Early in the morning of March 11, 1874, 63-year-old Massachusetts senator Charles Sumner suffered a massive heart attack. The mortally ill senator said that his only regret about dying was that he had not finished preparing his collected writings for publication and that the Senate had not yet passed his civil rights bill. He expired that afternoon. Not since the death of Abraham Lincoln in 1865 had the nation grieved so deeply at the loss of one of its statesmen.
From the time he first took his oath as a senator 23 years earlier, Sumner had eloquently campaigned against racial inequality. His first speech in the Senate attacked the 1850 law that allowed the use of federal resources to capture runaway slaves. In the mid-1850s, he helped to found the Republican Party as a coalition of antislavery political factions. Throughout his Senate career, he repeatedly backed efforts by African Americans and others seeking justice and equality.
Tall and handsome, Sumner was also pompous and arrogant. Those latter traits got him into trouble in May of 1856. In his most famous speechspeaking for several hours over two daysSumner delivered a scathing attack on the supporters of the Kansas-Nebraska Act, which allowed for expansion of slavery into the new territories. “Mr. President,” he began, “A crime has been committed.... It is the rape of a virgin territory, compelling it to the hateful embrace of slavery....”
In his speech, Sumner targeted two Democratic senators as principal culprits in this crime. First, there was Stephen Douglas of Illinois. Sumner considered him to be a "noise-some, squat, and nameless animal ... not a proper model for an American senator." And there was Andrew Butler of South Carolina. Mocking the southern senator’s stance as a man of chivalry, and using shockingly explicit and sexually-charged language, Sumner accused Butler of taking “a mistress . . . the harlot, Slavery.” Several days later, a House member who was related to Butler entered the Senate Chamber and savagely beat Sumner with a heavy walking stick.
The attack transformed Sumner into a northern hero and assured his place in history books, but his greatest legislative legacy came in the years after the caning. Serving in the Senate until his death, Sumner championed the cause of African Americans, calling for the passage of constitutional amendments to provide civil and political rights to freedmen. In 1870 he introduced what he considered to be his most important piece of legislation, a civil rights bill to guarantee to all citizens, regardless of color, “equal and impartial enjoyment of any accommodation, advantage, facility, or privilege.” Sumner predicted it would be the greatest achievement of Reconstruction. “Very few measures of equal importance have ever been presented,” he proclaimed.
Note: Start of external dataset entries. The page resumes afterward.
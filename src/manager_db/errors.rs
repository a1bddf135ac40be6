use std::fmt;
use std::fmt::Formatter;

/// Errors from the relational store, the underlying SQLite error is kept as is
///
#[derive(Debug)]
pub enum DBError {
    Sqlite(rusqlite::Error),
    Schema(String),
    InvalidStatement(String),
}

impl fmt::Display for DBError {
    fn fmt(&self, f: &mut Formatter<'_>) -> fmt::Result {
        match self {
            DBError::Sqlite(e) => write!(f, "DBError::Sqlite: {}", e),
            DBError::Schema(e) => write!(f, "DBError::Schema: {}", e),
            DBError::InvalidStatement(e) => write!(f, "DBError::InvalidStatement: {}", e),
        }
    }
}
impl From<rusqlite::Error> for DBError {
    fn from(err: rusqlite::Error) -> Self { DBError::Sqlite(err) }
}
impl<S: RelationalStore, N: NotificationSink> StorageGateway<S, N> {

    /// Creates a new gateway
    ///
    /// # Arguments
    ///
    /// * 'store' - relational store holding the location and weather tables
    /// * 'sink' - receiver of change notifications
    pub fn new(store: S, sink: N) -> Self {
        StorageGateway { store, sink }
    }

    pub fn store(&self) -> &S {
        &self.store
    }

    /// Queries whatever the address denotes
    ///
    /// # Arguments
    ///
    /// * 'address' - what to read
    /// * 'projection' - columns to return, all when None
    /// * 'selection' - where clause, only used for the bare `weather` and `location` addresses
    /// * 'selection_args' - values for the placeholders in `selection`
    /// * 'sort_order' - order by clause, e.g. `date ASC`
    pub fn query(
        &self,
        address: &Address,
        projection: Option<&[&str]>,
        selection: Option<&str>,
        selection_args: &[FieldValue],
        sort_order: Option<&str>,
    ) -> Result<ResultSet, GatewayError> {
        let kind = RequestKind::classify(address)?;
        debug!("query {} as {:?}", address, kind);

        let result = kind.build_query(selection, selection_args)
            .execute(&self.store, projection, sort_order)?;

        Ok(ResultSet { address: address.clone(), result })
    }

    /// Returns the content type of the address, collection or single item
    pub fn resource_type(&self, address: &Address) -> Result<&'static str, GatewayError> {
        Ok(RequestKind::classify(address)?.content_type())
    }

    /// Inserts a row and returns the address of the new row
    ///
    /// A weather date is normalized to the start of its day before it is written.
    ///
    /// # Arguments
    ///
    /// * 'address' - collection root, `weather` or `location`
    /// * 'fields' - column values of the new row
    pub fn insert(&self, address: &Address, mut fields: Fields) -> Result<Address, GatewayError> {
        let collection = mutation_target(address)?;
        if collection == Collection::Weather {
            normalize_date_field(&mut fields)?;
        }

        let inserted = match self.store.insert(collection.table(), &fields)? {
            Some(id) if id > 0 => match collection {
                Collection::Weather => build_weather_item_address(id),
                Collection::Location => build_location_address(id),
            },
            _ => return Err(GatewayError::Write(format!("failed to insert row into {}", address))),
        };

        info!("inserted {} into {}", inserted, collection.table());
        self.notify(address);

        Ok(inserted)
    }

    /// Updates rows and returns how many were changed, observers are only told when that is not zero
    ///
    /// # Arguments
    ///
    /// * 'address' - collection root, `weather` or `location`
    /// * 'fields' - new column values
    /// * 'selection' - where clause, all rows when None
    /// * 'selection_args' - values for the placeholders in `selection`
    pub fn update(
        &self,
        address: &Address,
        mut fields: Fields,
        selection: Option<&str>,
        selection_args: &[FieldValue],
    ) -> Result<usize, GatewayError> {
        let collection = mutation_target(address)?;
        if collection == Collection::Weather {
            normalize_date_field(&mut fields)?;
        }

        let rows_updated = self.store.update(collection.table(), &fields, selection, selection_args)?;
        info!("updated {} rows in {}", rows_updated, collection.table());

        if rows_updated > 0 {
            self.notify(address);
        }

        Ok(rows_updated)
    }

    /// Deletes rows and returns how many were removed.
    ///
    /// An absent selection matches every row, so deleting all reports the real count. Observers
    /// are only told when something was removed, an already empty table stays silent.
    ///
    /// # Arguments
    ///
    /// * 'address' - collection root, `weather` or `location`
    /// * 'selection' - where clause, all rows when None
    /// * 'selection_args' - values for the placeholders in `selection`
    pub fn delete(
        &self,
        address: &Address,
        selection: Option<&str>,
        selection_args: &[FieldValue],
    ) -> Result<usize, GatewayError> {
        let collection = mutation_target(address)?;

        let rows_deleted = self.store.delete(collection.table(), Some(selection.unwrap_or("1")), selection_args)?;
        info!("deleted {} rows from {}", rows_deleted, collection.table());

        if rows_deleted > 0 {
            self.notify(address);
        }

        Ok(rows_deleted)
    }

    fn notify(&self, address: &Address) {
        debug!("notify {}", address);
        self.sink.notify(address);
    }
}

/// Resolves the table a mutation goes to, only the collection roots accept writes
fn mutation_target(address: &Address) -> Result<Collection, GatewayError> {
    match RequestKind::classify(address)? {
        RequestKind::WeatherUnfiltered => Ok(Collection::Weather),
        RequestKind::LocationUnfiltered => Ok(Collection::Location),
        _ => Err(GatewayError::UnsupportedOperation(format!("cannot write to {}", address))),
    }
}

fn normalize_date_field(fields: &mut Fields) -> Result<(), GatewayError> {
    let date = match fields.get(weather_entry::COLUMN_DATE) {
        None => return Ok(()),
        Some(FieldValue::Real(r)) if r.is_finite() => *r as i64,
        Some(value) => value.as_i64().ok_or_else(|| {
            GatewayError::InvalidField(format!("{} is not a timestamp: {:?}", weather_entry::COLUMN_DATE, value))
        })?,
    };

    fields.put(weather_entry::COLUMN_DATE, normalize_date(date));
    Ok(())
}
use std::fmt;

/// Errors raised while building, parsing or classifying an address
///
#[derive(Debug, Clone, PartialEq)]
pub enum AddressError {
    UnknownAddress(String),
    MalformedDate(String),
    InvalidAddress(String),
}

impl fmt::Display for AddressError {
    fn fmt(&self, f: &mut fmt::Formatter) -> fmt::Result {
        match self {
            AddressError::UnknownAddress(e) => write!(f, "AddressError::UnknownAddress: {}", e),
            AddressError::MalformedDate(e) => write!(f, "AddressError::MalformedDate: {}", e),
            AddressError::InvalidAddress(e) => write!(f, "AddressError::InvalidAddress: {}", e),
        }
    }
}
impl From<url::ParseError> for AddressError {
    fn from(e: url::ParseError) -> Self {
        AddressError::InvalidAddress(e.to_string())
    }
}
impl From<std::string::FromUtf8Error> for AddressError {
    fn from(e: std::string::FromUtf8Error) -> Self {
        AddressError::InvalidAddress(e.to_string())
    }
}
Unfortunately, Sumner did not live to see his bill pass, but it occupied his final thoughts. “Don’t let the bill fail,” the dying Sumner pleaded to Frederick Douglass and others at his bedside. “You must take care of [my] civil-rights bill.” Sumner’s bill did become law in 1875, but the Supreme Court declared it unconstitutional in 1883. It took another 80 years for Sumner’s ideas to finally gain legislative endorsement – with the Civil Rights Act of 1964.